GOAL OF THE EXERCISE:
Lines containing the word "found" are the ones to copy from the records below.

━━━━━━

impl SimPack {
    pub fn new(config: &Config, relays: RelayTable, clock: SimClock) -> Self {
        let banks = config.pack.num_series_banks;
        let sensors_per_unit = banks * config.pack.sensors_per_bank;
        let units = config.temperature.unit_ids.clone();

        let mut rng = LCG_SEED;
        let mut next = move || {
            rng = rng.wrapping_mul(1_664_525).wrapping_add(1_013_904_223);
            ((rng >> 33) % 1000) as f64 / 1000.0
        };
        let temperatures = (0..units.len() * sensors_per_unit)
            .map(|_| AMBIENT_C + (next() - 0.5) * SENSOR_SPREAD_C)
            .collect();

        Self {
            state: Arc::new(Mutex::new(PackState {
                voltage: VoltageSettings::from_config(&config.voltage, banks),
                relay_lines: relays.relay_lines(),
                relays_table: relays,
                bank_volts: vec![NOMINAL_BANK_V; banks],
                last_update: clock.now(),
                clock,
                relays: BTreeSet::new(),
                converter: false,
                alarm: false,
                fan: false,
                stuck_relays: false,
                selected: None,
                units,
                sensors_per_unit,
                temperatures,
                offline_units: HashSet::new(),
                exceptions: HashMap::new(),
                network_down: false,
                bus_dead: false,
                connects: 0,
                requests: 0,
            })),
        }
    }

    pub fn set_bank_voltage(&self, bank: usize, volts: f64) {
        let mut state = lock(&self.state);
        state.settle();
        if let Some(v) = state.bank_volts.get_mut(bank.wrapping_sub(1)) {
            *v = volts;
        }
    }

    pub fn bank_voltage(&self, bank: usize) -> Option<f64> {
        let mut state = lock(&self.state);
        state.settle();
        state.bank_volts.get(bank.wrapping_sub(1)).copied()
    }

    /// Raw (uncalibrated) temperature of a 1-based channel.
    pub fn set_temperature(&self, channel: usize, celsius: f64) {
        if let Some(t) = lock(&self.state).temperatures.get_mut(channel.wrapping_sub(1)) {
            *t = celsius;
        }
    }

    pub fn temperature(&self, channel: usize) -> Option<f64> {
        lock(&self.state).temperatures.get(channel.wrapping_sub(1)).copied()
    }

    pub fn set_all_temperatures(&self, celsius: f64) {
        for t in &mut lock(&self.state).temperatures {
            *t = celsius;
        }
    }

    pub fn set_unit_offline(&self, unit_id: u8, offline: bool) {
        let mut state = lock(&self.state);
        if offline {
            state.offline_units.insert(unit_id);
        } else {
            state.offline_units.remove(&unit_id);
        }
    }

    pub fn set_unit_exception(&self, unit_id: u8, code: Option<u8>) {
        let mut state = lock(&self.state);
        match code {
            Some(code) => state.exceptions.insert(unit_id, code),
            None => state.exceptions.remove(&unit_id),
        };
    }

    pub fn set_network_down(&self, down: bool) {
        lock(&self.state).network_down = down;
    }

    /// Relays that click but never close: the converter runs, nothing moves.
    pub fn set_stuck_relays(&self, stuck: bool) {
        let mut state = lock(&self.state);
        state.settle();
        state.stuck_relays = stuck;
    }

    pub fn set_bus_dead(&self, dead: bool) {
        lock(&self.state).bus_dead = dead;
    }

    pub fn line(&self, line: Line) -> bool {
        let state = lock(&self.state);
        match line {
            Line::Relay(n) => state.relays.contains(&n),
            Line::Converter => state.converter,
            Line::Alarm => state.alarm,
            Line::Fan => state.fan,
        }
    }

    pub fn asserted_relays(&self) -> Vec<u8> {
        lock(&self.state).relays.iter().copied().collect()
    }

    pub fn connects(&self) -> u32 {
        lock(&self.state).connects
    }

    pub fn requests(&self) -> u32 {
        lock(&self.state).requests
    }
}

━━━━━━

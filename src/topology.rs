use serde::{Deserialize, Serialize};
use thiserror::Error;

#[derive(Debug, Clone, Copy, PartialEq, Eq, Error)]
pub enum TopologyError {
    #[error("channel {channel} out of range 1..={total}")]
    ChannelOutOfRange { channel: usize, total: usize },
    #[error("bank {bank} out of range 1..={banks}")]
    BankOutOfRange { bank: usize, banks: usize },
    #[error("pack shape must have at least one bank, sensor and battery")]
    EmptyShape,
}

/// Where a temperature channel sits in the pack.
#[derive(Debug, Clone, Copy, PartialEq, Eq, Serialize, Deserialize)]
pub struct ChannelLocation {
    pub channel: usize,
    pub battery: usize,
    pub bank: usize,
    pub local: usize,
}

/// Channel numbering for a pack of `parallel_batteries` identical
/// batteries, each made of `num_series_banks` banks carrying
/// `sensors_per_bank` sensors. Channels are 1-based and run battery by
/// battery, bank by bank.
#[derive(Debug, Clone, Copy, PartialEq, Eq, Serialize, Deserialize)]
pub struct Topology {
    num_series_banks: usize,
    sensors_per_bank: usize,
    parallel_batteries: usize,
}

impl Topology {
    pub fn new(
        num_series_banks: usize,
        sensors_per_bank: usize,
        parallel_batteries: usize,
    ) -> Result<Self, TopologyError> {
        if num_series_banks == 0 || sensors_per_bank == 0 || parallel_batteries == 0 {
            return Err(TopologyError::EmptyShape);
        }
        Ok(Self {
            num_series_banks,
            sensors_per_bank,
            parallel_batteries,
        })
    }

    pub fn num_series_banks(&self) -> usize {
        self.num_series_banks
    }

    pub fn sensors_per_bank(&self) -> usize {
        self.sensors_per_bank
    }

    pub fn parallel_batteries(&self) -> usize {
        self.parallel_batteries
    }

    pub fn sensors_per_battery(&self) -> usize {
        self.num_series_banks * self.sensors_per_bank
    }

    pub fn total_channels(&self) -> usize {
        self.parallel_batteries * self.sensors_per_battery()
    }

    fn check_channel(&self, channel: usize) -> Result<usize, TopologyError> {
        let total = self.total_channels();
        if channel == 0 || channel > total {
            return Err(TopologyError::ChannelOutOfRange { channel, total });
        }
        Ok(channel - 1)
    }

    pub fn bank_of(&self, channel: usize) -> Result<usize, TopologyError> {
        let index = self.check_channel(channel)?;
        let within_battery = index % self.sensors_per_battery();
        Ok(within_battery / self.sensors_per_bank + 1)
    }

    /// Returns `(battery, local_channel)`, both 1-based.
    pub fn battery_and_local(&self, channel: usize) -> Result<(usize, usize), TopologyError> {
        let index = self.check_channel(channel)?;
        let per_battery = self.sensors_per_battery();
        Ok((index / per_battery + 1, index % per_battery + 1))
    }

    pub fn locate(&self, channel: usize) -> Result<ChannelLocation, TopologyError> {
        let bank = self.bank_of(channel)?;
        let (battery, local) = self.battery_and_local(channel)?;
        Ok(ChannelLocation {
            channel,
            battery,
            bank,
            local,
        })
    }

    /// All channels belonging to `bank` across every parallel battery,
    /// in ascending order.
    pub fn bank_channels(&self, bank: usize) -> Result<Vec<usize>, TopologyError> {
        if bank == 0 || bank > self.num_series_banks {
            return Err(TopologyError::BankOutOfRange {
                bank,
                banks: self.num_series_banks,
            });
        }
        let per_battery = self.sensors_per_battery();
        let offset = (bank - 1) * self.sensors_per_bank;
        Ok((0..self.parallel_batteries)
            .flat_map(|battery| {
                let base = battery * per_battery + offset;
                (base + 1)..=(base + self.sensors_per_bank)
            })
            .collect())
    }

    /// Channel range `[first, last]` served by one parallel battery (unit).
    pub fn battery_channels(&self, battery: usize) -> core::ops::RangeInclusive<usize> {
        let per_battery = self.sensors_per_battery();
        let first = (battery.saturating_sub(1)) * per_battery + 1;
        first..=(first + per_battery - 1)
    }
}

━━━━━━

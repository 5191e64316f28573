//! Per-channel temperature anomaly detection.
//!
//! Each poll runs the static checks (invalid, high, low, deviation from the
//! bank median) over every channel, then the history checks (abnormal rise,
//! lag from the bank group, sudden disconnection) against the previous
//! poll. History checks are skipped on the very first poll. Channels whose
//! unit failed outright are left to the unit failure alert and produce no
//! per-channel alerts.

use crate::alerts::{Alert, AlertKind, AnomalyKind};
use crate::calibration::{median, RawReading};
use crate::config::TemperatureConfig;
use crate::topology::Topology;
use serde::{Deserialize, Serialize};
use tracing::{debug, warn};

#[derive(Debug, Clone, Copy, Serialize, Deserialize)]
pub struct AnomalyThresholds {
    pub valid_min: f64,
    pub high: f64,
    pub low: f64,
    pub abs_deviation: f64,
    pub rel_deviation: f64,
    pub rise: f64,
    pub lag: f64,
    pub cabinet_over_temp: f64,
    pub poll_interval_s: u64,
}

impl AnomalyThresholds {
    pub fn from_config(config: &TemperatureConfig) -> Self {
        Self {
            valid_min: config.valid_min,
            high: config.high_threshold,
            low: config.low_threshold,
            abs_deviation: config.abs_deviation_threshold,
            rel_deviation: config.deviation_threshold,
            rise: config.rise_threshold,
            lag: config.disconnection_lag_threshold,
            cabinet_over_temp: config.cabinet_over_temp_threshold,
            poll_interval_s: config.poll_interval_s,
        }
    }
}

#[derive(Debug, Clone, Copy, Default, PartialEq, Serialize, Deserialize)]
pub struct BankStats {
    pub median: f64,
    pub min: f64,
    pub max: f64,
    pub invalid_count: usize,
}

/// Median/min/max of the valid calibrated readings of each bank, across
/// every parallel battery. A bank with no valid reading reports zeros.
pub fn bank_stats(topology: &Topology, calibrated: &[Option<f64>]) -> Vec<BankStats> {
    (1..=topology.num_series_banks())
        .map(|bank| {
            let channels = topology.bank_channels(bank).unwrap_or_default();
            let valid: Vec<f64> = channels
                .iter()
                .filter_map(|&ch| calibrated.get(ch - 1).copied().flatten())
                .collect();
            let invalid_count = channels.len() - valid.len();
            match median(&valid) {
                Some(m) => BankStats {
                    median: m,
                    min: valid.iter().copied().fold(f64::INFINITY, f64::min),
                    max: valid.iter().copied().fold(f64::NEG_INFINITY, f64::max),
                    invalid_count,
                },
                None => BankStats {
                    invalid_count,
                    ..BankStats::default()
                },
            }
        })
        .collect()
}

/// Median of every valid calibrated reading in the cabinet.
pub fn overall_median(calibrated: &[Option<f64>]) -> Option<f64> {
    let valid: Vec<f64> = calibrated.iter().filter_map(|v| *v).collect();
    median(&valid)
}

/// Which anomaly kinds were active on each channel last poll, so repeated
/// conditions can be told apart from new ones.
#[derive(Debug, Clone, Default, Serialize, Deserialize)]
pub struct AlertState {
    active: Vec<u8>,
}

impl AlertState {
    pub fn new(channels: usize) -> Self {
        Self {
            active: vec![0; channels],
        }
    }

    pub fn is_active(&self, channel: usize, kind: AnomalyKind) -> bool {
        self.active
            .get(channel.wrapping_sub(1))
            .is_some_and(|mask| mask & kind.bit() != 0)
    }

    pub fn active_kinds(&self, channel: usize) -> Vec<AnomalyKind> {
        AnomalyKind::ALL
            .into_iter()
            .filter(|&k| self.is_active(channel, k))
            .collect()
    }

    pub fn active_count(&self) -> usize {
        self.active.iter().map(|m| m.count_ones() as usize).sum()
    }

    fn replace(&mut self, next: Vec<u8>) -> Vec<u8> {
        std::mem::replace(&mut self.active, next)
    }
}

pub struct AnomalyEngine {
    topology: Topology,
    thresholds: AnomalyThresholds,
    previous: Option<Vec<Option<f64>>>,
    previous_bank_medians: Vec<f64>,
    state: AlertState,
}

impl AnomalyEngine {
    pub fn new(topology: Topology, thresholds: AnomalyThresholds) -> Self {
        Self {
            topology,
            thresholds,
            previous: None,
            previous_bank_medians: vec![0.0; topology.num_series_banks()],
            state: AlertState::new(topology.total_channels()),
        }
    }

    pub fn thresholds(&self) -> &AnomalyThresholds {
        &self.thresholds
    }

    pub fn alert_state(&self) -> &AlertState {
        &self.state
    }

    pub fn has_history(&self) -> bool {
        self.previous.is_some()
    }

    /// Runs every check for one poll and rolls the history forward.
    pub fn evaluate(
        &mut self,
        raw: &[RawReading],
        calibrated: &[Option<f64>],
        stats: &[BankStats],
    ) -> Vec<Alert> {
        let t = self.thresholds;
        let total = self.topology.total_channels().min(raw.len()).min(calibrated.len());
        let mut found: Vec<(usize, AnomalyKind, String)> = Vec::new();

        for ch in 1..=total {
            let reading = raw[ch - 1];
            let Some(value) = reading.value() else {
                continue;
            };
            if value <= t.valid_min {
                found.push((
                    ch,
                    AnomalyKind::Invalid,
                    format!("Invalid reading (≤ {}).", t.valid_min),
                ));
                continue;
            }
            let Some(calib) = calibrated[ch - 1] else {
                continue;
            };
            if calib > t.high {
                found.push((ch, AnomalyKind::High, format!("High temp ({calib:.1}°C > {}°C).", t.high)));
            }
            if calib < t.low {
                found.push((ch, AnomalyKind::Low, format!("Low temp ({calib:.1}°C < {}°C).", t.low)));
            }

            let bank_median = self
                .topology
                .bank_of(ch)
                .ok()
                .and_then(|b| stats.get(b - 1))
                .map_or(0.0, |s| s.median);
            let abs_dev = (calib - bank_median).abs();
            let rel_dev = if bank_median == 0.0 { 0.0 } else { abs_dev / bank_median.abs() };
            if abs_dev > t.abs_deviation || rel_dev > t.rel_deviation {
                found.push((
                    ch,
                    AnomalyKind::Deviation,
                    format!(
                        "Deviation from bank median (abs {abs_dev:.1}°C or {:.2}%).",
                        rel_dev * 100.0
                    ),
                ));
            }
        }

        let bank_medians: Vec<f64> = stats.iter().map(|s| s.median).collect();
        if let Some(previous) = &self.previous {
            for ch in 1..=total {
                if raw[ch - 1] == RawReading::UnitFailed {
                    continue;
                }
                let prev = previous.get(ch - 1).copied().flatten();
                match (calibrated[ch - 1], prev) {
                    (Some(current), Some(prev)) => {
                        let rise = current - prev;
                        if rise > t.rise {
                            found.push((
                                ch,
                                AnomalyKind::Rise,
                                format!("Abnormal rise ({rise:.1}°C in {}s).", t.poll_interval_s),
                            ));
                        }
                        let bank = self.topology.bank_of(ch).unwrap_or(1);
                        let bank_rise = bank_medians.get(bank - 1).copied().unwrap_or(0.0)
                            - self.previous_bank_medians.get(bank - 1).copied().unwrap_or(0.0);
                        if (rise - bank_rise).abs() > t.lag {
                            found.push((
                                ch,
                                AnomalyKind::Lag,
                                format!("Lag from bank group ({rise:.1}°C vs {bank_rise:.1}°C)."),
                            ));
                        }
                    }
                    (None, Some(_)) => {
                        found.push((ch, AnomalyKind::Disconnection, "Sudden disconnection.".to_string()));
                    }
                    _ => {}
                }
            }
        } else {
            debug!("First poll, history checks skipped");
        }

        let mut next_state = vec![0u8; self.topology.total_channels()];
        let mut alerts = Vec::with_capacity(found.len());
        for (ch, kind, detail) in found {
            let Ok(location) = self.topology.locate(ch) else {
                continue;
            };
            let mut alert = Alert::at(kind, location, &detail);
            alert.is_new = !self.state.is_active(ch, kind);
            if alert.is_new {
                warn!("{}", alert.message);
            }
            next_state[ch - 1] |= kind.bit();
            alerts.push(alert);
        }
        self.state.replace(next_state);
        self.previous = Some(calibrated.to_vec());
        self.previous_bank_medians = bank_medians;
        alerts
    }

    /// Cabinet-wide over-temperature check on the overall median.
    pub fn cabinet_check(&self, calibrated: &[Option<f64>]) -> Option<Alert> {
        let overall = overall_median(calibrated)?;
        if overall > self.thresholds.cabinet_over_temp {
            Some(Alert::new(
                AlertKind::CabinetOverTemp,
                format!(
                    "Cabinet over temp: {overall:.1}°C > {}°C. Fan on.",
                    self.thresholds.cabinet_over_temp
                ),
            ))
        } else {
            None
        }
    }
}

━━━━━━

ANSWER BOX:
        let mut found: Vec<(usize, AnomalyKind, String)> = Vec::new();
                found.push((
                found.push((ch, AnomalyKind::High, format!("High temp ({calib:.1}°C > {}°C).", t.high)));
                found.push((ch, AnomalyKind::Low, format!("Low temp ({calib:.1}°C < {}°C).", t.low)));
                found.push((
                            found.push((
                            found.push((
                        found.push((ch, AnomalyKind::Disconnection, "Sudden disconnection.".to_string()));
        let mut alerts = Vec::with_capacity(found.len());
        for (ch, kind, detail) in found {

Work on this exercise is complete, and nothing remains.